* _WHAT IS NEEDED_
Please copy every line below that contains the string "InvalidCoordinates".

* _ENTRIES SUPPLIED_
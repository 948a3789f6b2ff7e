// src/models/offer.rs
//! Parsing of ride offers from the two intake paths.
//!
//! The dispatch server sends the same offer in two shapes: a JSON object on the
//! duplex channel (`newRideRequest`) and a flat string map in push data messages.
//! Both end up as a [`RideOffer`]; anything without a ride id or usable
//! coordinates is rejected rather than defaulted.

use chrono::{DateTime, Utc};
use serde_json::Value;
use std::collections::HashMap;
use thiserror::Error;

use crate::errors::AgentError;
use crate::models::ride::{OfferSource, Place, RideOffer};

#[derive(Debug, Error, PartialEq)]
pub enum OfferError {
    #[error("missing ride id")]
    MissingRideId,

    #[error("missing or invalid coordinates for {0}")]
    InvalidCoordinates(&'static str),

    #[error("unparseable {field}: {reason}")]
    Unparseable { field: &'static str, reason: String },

    #[error("offer payload is not an object")]
    NotAnObject,
}

impl From<OfferError> for AgentError {
    fn from(err: OfferError) -> Self {
        match err {
            OfferError::MissingRideId => AgentError::missing("rideId"),
            other => AgentError::malformed(other.to_string()),
        }
    }
}

const UNKNOWN_ADDRESS: &str = "Unknown location";

impl RideOffer {
    /// Parse a `newRideRequest` payload from the duplex channel.
    pub fn from_channel_payload(payload: &Value, received_at: DateTime<Utc>) -> Result<Self, OfferError> {
        let obj = payload.as_object().ok_or(OfferError::NotAnObject)?;
        let field = |name: &str| obj.get(name);

        let ride_id = id_string(field("rideId")).ok_or(OfferError::MissingRideId)?;
        let pickup = place_from_value(field("pickup"), "pickup")?;
        let drop = place_from_value(field("drop"), "drop")?;

        Ok(RideOffer {
            ride_id,
            raid_id: text(field("RAID_ID")),
            pickup,
            drop,
            fare: field("fare").and_then(amount),
            distance_km: field("distance").and_then(amount),
            vehicle_type: text(field("vehicleType")),
            user_id: id_string(field("userId")),
            user_name: text(field("userName")),
            user_mobile: text(field("userMobile")).or_else(|| text(field("userPhone"))),
            otp: text(field("otp")),
            source: OfferSource::Channel,
            received_at,
        })
    }

    /// Parse a push-notification data map. All values arrive as strings.
    pub fn from_push_data(data: &HashMap<String, String>, received_at: DateTime<Utc>) -> Result<Self, OfferError> {
        let get = |name: &str| {
            data.get(name)
                .map(|v| v.trim())
                .filter(|v| !v.is_empty())
        };

        let ride_id = get("rideId").ok_or(OfferError::MissingRideId)?.to_string();

        // Newer server builds embed the full place object, older ones flatten it.
        let pickup = match get("pickup") {
            Some(raw) => place_from_value(Some(&Value::String(raw.to_string())), "pickup")?,
            None => flat_place(get("pickupLat"), get("pickupLng"), get("pickupLocation"), "pickup")?,
        };
        let drop = match get("drop") {
            Some(raw) => place_from_value(Some(&Value::String(raw.to_string())), "drop")?,
            None => flat_place(get("dropLat"), get("dropLng"), get("dropLocation"), "drop")?,
        };

        let string_amount = |name: &str| get(name).and_then(|v| amount(&Value::String(v.to_string())));

        Ok(RideOffer {
            ride_id,
            raid_id: get("RAID_ID").map(str::to_string),
            pickup,
            drop,
            fare: string_amount("fare"),
            distance_km: string_amount("distance"),
            vehicle_type: get("vehicleType").map(str::to_string),
            user_id: get("userId").map(str::to_string),
            user_name: get("userName").map(str::to_string),
            user_mobile: get("userMobile").or_else(|| get("userPhone")).map(str::to_string),
            otp: get("otp").map(str::to_string),
            source: OfferSource::Push,
            received_at,
        })
    }
}

/// Ride and actor ids arrive as strings or numbers depending on the server path.
pub fn id_string(value: Option<&Value>) -> Option<String> {
    match value? {
        Value::String(s) => {
            let trimmed = s.trim();
            (!trimmed.is_empty()).then(|| trimmed.to_string())
        }
        Value::Number(n) => {
            if let Some(i) = n.as_i64() {
                Some(i.to_string())
            } else if let Some(u) = n.as_u64() {
                Some(u.to_string())
            } else {
                n.as_f64()
                    .filter(|f| f.is_finite() && f.fract() == 0.0)
                    .map(|f| format!("{}", f as i64))
            }
        }
        _ => None,
    }
}

fn text(value: Option<&Value>) -> Option<String> {
    match value? {
        Value::String(s) if !s.trim().is_empty() => Some(s.trim().to_string()),
        _ => None,
    }
}

/// Amounts like `60`, `"60"`, `"₹60.50"` or `"4 km"`.
fn amount(value: &Value) -> Option<f64> {
    let parsed = match value {
        Value::Number(n) => n.as_f64(),
        Value::String(s) => {
            let cleaned: String = s.chars().filter(|c| c.is_ascii_digit() || *c == '.').collect();
            cleaned.parse::<f64>().ok()
        }
        _ => None,
    };
    parsed.filter(|v| v.is_finite() && *v >= 0.0)
}

fn number(value: Option<&Value>) -> Option<f64> {
    match value? {
        Value::Number(n) => n.as_f64(),
        Value::String(s) => s.trim().parse::<f64>().ok(),
        _ => None,
    }
}

fn place_from_value(value: Option<&Value>, which: &'static str) -> Result<Place, OfferError> {
    let value = value.ok_or(OfferError::InvalidCoordinates(which))?;

    // Some server paths send the place JSON-encoded inside a string.
    let decoded;
    let obj = match value {
        Value::Object(obj) => obj,
        Value::String(raw) => {
            decoded = serde_json::from_str::<Value>(raw).map_err(|e| OfferError::Unparseable {
                field: which,
                reason: e.to_string(),
            })?;
            decoded.as_object().ok_or(OfferError::InvalidCoordinates(which))?
        }
        _ => return Err(OfferError::InvalidCoordinates(which)),
    };

    let latitude = number(obj.get("lat").or_else(|| obj.get("latitude")));
    let longitude = number(obj.get("lng").or_else(|| obj.get("longitude")));
    let address = text(obj.get("address")).unwrap_or_else(|| UNKNOWN_ADDRESS.to_string());

    checked_place(latitude, longitude, address, which)
}

fn flat_place(
    lat: Option<&str>,
    lng: Option<&str>,
    address: Option<&str>,
    which: &'static str,
) -> Result<Place, OfferError> {
    let latitude = lat.and_then(|v| v.parse::<f64>().ok());
    let longitude = lng.and_then(|v| v.parse::<f64>().ok());
    let address = address.unwrap_or(UNKNOWN_ADDRESS).to_string();
    checked_place(latitude, longitude, address, which)
}

fn checked_place(
    latitude: Option<f64>,
    longitude: Option<f64>,
    address: String,
    which: &'static str,
) -> Result<Place, OfferError> {
    match (latitude, longitude) {
        (Some(latitude), Some(longitude)) => {
            let place = Place { latitude, longitude, address };
            if place.coordinate().is_valid() {
                Ok(place)
            } else {
                Err(OfferError::InvalidCoordinates(which))
            }
        }
        _ => Err(OfferError::InvalidCoordinates(which)),
    }
}
// src/services/route_service.rs
use async_trait::async_trait;
use serde::Deserialize;

use crate::errors::{AgentError, AgentResult};
use crate::models::location::{Coordinate, RouteCoords};

#[async_trait]
pub trait RoutePlanner: Send + Sync {
    /// Ordered polyline from `origin` to `destination`.
    async fn route(&self, origin: Coordinate, destination: Coordinate) -> AgentResult<RouteCoords>;
}

/// Routes from an OSRM-compatible server. Falls back to a straight line when
/// the server fails, so the map always has something to draw.
pub struct OsrmRoutePlanner {
    client: reqwest::Client,
    base_url: String,
}

#[derive(Debug, Deserialize)]
struct OsrmResponse {
    code: String,
    #[serde(default)]
    routes: Vec<OsrmRoute>,
}

#[derive(Debug, Deserialize)]
struct OsrmRoute {
    geometry: OsrmGeometry,
}

#[derive(Debug, Deserialize)]
struct OsrmGeometry {
    coordinates: Vec<[f64; 2]>, // [lon, lat]
}

impl OsrmRoutePlanner {
    pub fn new(base_url: &str) -> Self {
        Self {
            client: reqwest::Client::new(),
            base_url: base_url.trim_end_matches('/').to_string(),
        }
    }

    async fn fetch(&self, origin: Coordinate, destination: Coordinate) -> AgentResult<RouteCoords> {
        let url = format!(
            "{}/route/v1/driving/{},{};{},{}?overview=full&geometries=geojson",
            self.base_url, origin.longitude, origin.latitude, destination.longitude, destination.latitude
        );
        let response = self.client.get(&url).send().await?;
        if !response.status().is_success() {
            return Err(AgentError::HttpClient(format!("route server returned {}", response.status())));
        }

        let body: OsrmResponse = response.json().await?;
        if body.code != "Ok" {
            return Err(AgentError::HttpClient(format!("route server code {}", body.code)));
        }
        let route = body
            .routes
            .into_iter()
            .next()
            .ok_or_else(|| AgentError::HttpClient("route server returned no routes".to_string()))?;

        Ok(parse_geometry(&route.geometry.coordinates))
    }
}

fn parse_geometry(coordinates: &[[f64; 2]]) -> RouteCoords {
    coordinates
        .iter()
        .map(|[lon, lat]| Coordinate::new(*lat, *lon))
        .filter(Coordinate::is_valid)
        .collect::<Vec<_>>()
        .into()
}

#[async_trait]
impl RoutePlanner for OsrmRoutePlanner {
    async fn route(&self, origin: Coordinate, destination: Coordinate) -> AgentResult<RouteCoords> {
        match self.fetch(origin, destination).await {
            Ok(route) if route.len() >= 2 => Ok(route),
            Ok(_) => {
                tracing::warn!("Route server returned a degenerate route, using straight line");
                Ok(RouteCoords::straight_line(origin, destination))
            }
            Err(e) => {
                tracing::warn!("Route fetch failed ({}), using straight line", e);
                Ok(RouteCoords::straight_line(origin, destination))
            }
        }
    }
}

/// Offline planner: origin to destination in one segment.
#[derive(Debug, Default)]
pub struct StraightLinePlanner;

#[async_trait]
impl RoutePlanner for StraightLinePlanner {
    async fn route(&self, origin: Coordinate, destination: Coordinate) -> AgentResult<RouteCoords> {
        Ok(RouteCoords::straight_line(origin, destination))
    }
}

#[cfg(test)]
mod tests {
    use super::*;

    #[test]
    fn geojson_pairs_are_lon_lat() {
        let route = parse_geometry(&[[78.38, 17.44], [78.40, 17.43], [500.0, 17.0]]);
        assert_eq!(route.len(), 2);
        assert_eq!(route.points()[0], Coordinate::new(17.44, 78.38));
    }

    #[test]
    fn osrm_body_deserializes() {
        let body: OsrmResponse = serde_json::from_str(
            r#"{"code":"Ok","routes":[{"geometry":{"type":"LineString","coordinates":[[78.38,17.44],[78.47,17.40]]},"distance":9000.0}]}"#,
        )
        .unwrap();
        assert_eq!(body.routes[0].geometry.coordinates.len(), 2);
    }

    #[tokio::test]
    async fn unreachable_server_falls_back_to_straight_line() {
        let planner = OsrmRoutePlanner::new("http://127.0.0.1:9");
        let origin = Coordinate::new(17.44, 78.38);
        let destination = Coordinate::new(17.40, 78.47);
        let route = planner.route(origin, destination).await.unwrap();
        assert_eq!(route, RouteCoords::straight_line(origin, destination));
    }
}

* _RESPONSE BELOW_
    InvalidCoordinates(&'static str),
    let value = value.ok_or(OfferError::InvalidCoordinates(which))?;
            decoded.as_object().ok_or(OfferError::InvalidCoordinates(which))?
        _ => return Err(OfferError::InvalidCoordinates(which)),
                Err(OfferError::InvalidCoordinates(which))
        _ => Err(OfferError::InvalidCoordinates(which)),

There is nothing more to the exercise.